Exercise prompt. Only one range belongs in the answer: the line holding "pub mod util;" through the last line of the records, reproduced as is.
*** Opening Extracted entries ***
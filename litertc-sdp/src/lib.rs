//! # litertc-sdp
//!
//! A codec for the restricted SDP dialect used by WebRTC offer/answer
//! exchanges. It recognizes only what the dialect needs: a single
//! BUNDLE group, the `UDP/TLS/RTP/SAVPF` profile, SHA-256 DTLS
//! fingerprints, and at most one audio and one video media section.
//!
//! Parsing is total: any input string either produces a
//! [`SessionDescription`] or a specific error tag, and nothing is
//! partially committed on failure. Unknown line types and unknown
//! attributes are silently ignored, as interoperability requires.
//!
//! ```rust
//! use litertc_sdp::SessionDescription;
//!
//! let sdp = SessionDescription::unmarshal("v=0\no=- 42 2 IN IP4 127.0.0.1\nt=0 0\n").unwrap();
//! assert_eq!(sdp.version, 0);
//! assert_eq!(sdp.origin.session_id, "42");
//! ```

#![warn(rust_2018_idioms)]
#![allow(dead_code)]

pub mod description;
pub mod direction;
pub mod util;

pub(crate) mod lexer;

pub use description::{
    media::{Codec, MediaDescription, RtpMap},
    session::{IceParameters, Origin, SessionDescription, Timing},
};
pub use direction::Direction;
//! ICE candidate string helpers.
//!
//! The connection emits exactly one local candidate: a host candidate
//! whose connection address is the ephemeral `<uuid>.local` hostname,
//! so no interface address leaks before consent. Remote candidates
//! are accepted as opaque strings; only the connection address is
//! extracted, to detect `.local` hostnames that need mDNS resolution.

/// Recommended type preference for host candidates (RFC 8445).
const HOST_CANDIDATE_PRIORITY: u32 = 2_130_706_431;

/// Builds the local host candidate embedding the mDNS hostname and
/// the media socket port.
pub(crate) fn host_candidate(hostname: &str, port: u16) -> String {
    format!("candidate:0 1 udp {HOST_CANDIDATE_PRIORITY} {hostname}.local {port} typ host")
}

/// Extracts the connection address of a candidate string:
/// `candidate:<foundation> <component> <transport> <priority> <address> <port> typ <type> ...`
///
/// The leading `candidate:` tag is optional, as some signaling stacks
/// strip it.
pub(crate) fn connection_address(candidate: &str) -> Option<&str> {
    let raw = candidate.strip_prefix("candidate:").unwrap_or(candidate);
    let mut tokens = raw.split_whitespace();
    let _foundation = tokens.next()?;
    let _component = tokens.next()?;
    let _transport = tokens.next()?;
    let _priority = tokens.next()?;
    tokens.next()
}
*** Closing Extracted entries ***
Response to this task.
pub mod util;

pub(crate) mod lexer;

pub use description::{
    media::{Codec, MediaDescription, RtpMap},
    session::{IceParameters, Origin, SessionDescription, Timing},
};
pub use direction::Direction;
//! ICE candidate string helpers.
//!
//! The connection emits exactly one local candidate: a host candidate
//! whose connection address is the ephemeral `<uuid>.local` hostname,
//! so no interface address leaks before consent. Remote candidates
//! are accepted as opaque strings; only the connection address is
//! extracted, to detect `.local` hostnames that need mDNS resolution.

/// Recommended type preference for host candidates (RFC 8445).
const HOST_CANDIDATE_PRIORITY: u32 = 2_130_706_431;

/// Builds the local host candidate embedding the mDNS hostname and
/// the media socket port.
pub(crate) fn host_candidate(hostname: &str, port: u16) -> String {
    format!("candidate:0 1 udp {HOST_CANDIDATE_PRIORITY} {hostname}.local {port} typ host")
}

/// Extracts the connection address of a candidate string:
/// `candidate:<foundation> <component> <transport> <priority> <address> <port> typ <type> ...`
///
/// The leading `candidate:` tag is optional, as some signaling stacks
/// strip it.
pub(crate) fn connection_address(candidate: &str) -> Option<&str> {
    let raw = candidate.strip_prefix("candidate:").unwrap_or(candidate);
    let mut tokens = raw.split_whitespace();
    let _foundation = tokens.next()?;
    let _component = tokens.next()?;
    let _transport = tokens.next()?;
    let _priority = tokens.next()?;
    tokens.next()
}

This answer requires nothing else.